1. Parameter selection technology that realizes high speeds with various CPUs
Chaskey utilizes the ARX design that uses the basic operations present in every CPU. The ARX design yields a small memory footprint and uses operations that are aligned with the register size of the CPU. The KU Leuven has developed a special tool that allows to fine-tune the parameters of the algorithm to achieve high-speed processing with 8-bit to 32-bit CPUs present in small IoT devices.
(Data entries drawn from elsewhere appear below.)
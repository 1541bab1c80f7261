//! Core configuration types.
//!
//! [`Config`] holds everything the library needs to run; the server binary
//! builds one from its YAML file and CLI overrides.

use serde::{Deserialize, Serialize};

use crate::constants::{
    DEFAULT_DELIVERY_TIMEOUT_SECS, DEFAULT_LOOKAHEAD, DEFAULT_NOTIFY_PERIOD_FRAMES,
    DEFAULT_QUEUE_DEPTH, ENCODER_BLOCK_SIZE, RECEIPT_RETENTION_SECS,
};

/// Configuration for the capture bridge.
///
/// Groups the knobs that control the push→pull adaptation: queue depth,
/// lookahead, delivery timeout, and progress notification cadence.
#[derive(Debug, Serialize, Deserialize, Clone)]
pub struct CaptureConfig {
    /// Maximum packets admitted to the capture queue before the delivery
    /// callback starts rejecting (backpressure).
    pub max_queue_depth: usize,

    /// Packets held back in the lookahead cache for trailing-silence
    /// inspection. One is sufficient for the known half-second artifact.
    pub lookahead: usize,

    /// Seconds to wait for the next delivery packet before the stream is
    /// declared dead. 120 by default; lean deployments use 30.
    pub delivery_timeout_secs: u64,

    /// Progress notification period in frames (0 disables notifications).
    pub notify_period_frames: u64,
}

impl CaptureConfig {
    /// Creates a new `CaptureConfig` with validated values.
    ///
    /// # Errors
    ///
    /// Returns an error if any value would cause runtime issues.
    pub fn new(
        max_queue_depth: usize,
        lookahead: usize,
        delivery_timeout_secs: u64,
        notify_period_frames: u64,
    ) -> Result<Self, String> {
        let config = Self {
            max_queue_depth,
            lookahead,
            delivery_timeout_secs,
            notify_period_frames,
        };
        config.validate()?;
        Ok(config)
    }

    /// Validates the configuration values.
    pub fn validate(&self) -> Result<(), String> {
        if self.max_queue_depth == 0 {
            return Err("max_queue_depth must be >= 1".to_string());
        }
        if self.delivery_timeout_secs == 0 {
            return Err("delivery_timeout_secs must be >= 1".to_string());
        }
        Ok(())
    }
}

impl Default for CaptureConfig {
    fn default() -> Self {
        Self {
            max_queue_depth: DEFAULT_QUEUE_DEPTH,
            lookahead: DEFAULT_LOOKAHEAD,
            delivery_timeout_secs: DEFAULT_DELIVERY_TIMEOUT_SECS,
            notify_period_frames: DEFAULT_NOTIFY_PERIOD_FRAMES,
        }
    }
}

/// Configuration for the Tonebridge application.
///
/// All fields have sensible defaults.
#[derive(Debug, Serialize, Deserialize, Clone)]
pub struct Config {
    // Server
    /// Port for the HTTP server.
    pub port: u16,

    // Capture
    /// Capture bridge configuration.
    #[serde(default)]
    pub capture: CaptureConfig,

    // Session
    /// Seconds a finished receipt is retained before eviction.
    pub receipt_retention_secs: u64,

    // Transcode
    /// Read block size for the encoder's stdout (bytes).
    pub encoder_block_size: usize,
}

impl Config {
    /// Validates the configuration values.
    pub fn validate(&self) -> Result<(), String> {
        self.capture.validate()?;
        if self.encoder_block_size == 0 {
            return Err("encoder_block_size must be >= 1".to_string());
        }
        Ok(())
    }
}

impl Default for Config {
    fn default() -> Self {
        Self {
            port: 39704,
            capture: CaptureConfig::default(),
            receipt_retention_secs: RECEIPT_RETENTION_SECS,
            encoder_block_size: ENCODER_BLOCK_SIZE,
        }
    }
}

#[cfg(test)]
mod tests {
    use super::*;

    #[test]
    fn capture_config_default_is_valid() {
        let config = CaptureConfig::default();
        assert!(config.validate().is_ok());
    }

    #[test]
    fn capture_config_rejects_zero_values() {
        assert!(CaptureConfig::new(0, 1, 120, 0).is_err());
        assert!(CaptureConfig::new(10, 1, 0, 0).is_err());
    }

    #[test]
    fn capture_config_allows_disabled_notifications() {
        assert!(CaptureConfig::new(10, 1, 30, 0).is_ok());
    }

    #[test]
    fn config_default_is_sensible() {
        let config = Config::default();
        assert_eq!(config.port, 39704);
        assert_eq!(config.capture.max_queue_depth, 10);
        assert!(config.validate().is_ok());
    }
}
2. Construction of message authentication function suited to IoT data processing
With IoT systems, there is a need for low latency data processing of short strings for sensor data and control commands. There is also a need to quickly change cryptographic keys, which is known as key agility. It has been shown that the Even-Mansour technique developed for block ciphers can be used in Chaskey to achieve fast and secure key expansion resulting in a very high key agility.
Starting with Chaskey, Hitachi and KU Leuven will apply cryptographic technology to innovative products and will continue their research collaboration on critical infrastructure security in order to create a safe and secure digital society.